WORK TASK: Starting with the line that contains "pub fn close_task(&mut" and stopping after the line that contains "fn replace_session(&mut self, task: Task, mut", return each line below exactly as written, with no others.

─── LISTED RECORDS ───

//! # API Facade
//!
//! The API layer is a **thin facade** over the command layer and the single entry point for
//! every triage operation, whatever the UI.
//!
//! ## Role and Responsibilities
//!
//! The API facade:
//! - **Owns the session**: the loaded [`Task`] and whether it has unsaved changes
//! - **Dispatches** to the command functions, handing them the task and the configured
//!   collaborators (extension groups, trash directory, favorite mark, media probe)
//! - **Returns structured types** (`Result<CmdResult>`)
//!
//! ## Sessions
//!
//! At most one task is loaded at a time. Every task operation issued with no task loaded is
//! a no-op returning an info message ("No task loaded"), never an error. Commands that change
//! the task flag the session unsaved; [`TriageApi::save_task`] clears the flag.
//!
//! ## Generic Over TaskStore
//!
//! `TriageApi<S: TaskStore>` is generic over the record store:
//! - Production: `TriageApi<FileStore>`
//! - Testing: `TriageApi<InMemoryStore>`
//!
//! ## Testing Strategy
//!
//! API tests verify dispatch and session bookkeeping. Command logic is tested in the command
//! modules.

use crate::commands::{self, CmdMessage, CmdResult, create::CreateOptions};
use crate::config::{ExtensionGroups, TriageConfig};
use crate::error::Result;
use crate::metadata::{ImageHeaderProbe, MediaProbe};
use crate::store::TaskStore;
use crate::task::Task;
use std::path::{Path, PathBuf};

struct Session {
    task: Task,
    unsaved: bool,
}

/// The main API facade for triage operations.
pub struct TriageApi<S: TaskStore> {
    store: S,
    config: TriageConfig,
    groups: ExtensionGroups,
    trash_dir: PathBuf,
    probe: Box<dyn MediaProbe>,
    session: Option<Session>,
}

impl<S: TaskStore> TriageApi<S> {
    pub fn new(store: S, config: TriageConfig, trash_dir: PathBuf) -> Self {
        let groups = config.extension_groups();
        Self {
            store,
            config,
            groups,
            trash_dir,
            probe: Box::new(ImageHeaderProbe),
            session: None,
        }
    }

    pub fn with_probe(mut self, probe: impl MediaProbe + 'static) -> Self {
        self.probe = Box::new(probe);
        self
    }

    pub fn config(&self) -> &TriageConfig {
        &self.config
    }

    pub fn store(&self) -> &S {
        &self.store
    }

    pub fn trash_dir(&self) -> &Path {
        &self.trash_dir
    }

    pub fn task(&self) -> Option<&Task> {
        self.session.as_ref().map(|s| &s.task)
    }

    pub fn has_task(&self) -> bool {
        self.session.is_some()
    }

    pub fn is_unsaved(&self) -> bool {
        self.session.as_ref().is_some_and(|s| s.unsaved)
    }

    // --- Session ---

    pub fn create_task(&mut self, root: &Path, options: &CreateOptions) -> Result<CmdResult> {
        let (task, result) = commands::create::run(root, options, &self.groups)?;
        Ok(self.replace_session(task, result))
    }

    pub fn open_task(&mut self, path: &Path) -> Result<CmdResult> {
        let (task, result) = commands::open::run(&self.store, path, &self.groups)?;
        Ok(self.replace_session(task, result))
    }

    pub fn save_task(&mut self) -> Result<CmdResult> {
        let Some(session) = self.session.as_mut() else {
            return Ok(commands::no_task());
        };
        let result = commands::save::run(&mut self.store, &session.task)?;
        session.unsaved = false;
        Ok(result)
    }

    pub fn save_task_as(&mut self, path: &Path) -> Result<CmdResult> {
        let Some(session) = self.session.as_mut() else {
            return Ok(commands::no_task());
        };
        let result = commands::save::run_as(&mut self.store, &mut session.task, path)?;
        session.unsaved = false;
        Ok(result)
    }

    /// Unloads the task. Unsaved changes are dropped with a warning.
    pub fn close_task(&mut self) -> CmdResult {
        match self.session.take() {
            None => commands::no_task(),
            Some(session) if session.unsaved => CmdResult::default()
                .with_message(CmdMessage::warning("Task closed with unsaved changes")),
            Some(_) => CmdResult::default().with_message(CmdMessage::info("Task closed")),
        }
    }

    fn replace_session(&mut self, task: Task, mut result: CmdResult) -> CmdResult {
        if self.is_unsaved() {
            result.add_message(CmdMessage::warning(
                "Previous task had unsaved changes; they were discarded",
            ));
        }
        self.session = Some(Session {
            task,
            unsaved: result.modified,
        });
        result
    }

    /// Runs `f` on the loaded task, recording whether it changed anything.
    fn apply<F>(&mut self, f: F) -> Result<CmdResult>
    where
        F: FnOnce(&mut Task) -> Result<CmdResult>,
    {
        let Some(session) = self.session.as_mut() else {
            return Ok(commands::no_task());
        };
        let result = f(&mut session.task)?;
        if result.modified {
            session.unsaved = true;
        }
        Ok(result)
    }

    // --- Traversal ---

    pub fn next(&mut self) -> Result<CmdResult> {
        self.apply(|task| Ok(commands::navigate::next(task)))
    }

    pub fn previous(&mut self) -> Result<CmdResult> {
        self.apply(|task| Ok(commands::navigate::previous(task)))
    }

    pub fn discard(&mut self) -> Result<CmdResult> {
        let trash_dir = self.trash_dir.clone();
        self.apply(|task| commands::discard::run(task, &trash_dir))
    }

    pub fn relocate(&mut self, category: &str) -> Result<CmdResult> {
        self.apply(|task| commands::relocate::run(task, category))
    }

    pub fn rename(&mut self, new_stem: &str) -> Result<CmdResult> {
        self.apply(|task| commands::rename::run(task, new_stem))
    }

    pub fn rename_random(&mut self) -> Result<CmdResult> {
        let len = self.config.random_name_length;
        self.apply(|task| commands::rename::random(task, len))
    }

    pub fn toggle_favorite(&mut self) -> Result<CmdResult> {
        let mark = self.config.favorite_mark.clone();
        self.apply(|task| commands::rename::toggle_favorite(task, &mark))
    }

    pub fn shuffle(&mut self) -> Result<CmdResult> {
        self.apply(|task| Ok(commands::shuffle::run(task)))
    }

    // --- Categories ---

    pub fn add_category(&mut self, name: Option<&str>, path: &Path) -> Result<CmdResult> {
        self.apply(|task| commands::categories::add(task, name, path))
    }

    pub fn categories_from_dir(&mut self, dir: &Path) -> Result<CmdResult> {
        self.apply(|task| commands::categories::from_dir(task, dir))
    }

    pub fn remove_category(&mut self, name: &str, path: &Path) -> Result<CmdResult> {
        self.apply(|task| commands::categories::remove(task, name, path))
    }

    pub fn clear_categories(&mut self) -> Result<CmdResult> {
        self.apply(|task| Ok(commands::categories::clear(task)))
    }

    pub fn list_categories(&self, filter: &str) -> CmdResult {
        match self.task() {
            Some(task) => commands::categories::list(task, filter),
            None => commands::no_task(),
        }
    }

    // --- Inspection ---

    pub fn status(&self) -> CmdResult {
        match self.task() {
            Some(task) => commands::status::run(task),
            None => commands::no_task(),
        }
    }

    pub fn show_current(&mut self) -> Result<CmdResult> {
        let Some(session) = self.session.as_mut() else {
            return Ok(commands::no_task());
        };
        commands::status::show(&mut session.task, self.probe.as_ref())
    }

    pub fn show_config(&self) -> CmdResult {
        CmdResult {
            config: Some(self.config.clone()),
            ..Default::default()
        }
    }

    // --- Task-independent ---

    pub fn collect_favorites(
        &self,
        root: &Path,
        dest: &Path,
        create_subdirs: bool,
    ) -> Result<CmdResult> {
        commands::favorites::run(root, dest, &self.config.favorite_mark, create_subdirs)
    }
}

───

EXERCISE SOLUTION:
    pub fn close_task(&mut self) -> CmdResult {
        match self.session.take() {
            None => commands::no_task(),
            Some(session) if session.unsaved => CmdResult::default()
                .with_message(CmdMessage::warning("Task closed with unsaved changes")),
            Some(_) => CmdResult::default().with_message(CmdMessage::info("Task closed")),
        }
    }

    fn replace_session(&mut self, task: Task, mut result: CmdResult) -> CmdResult {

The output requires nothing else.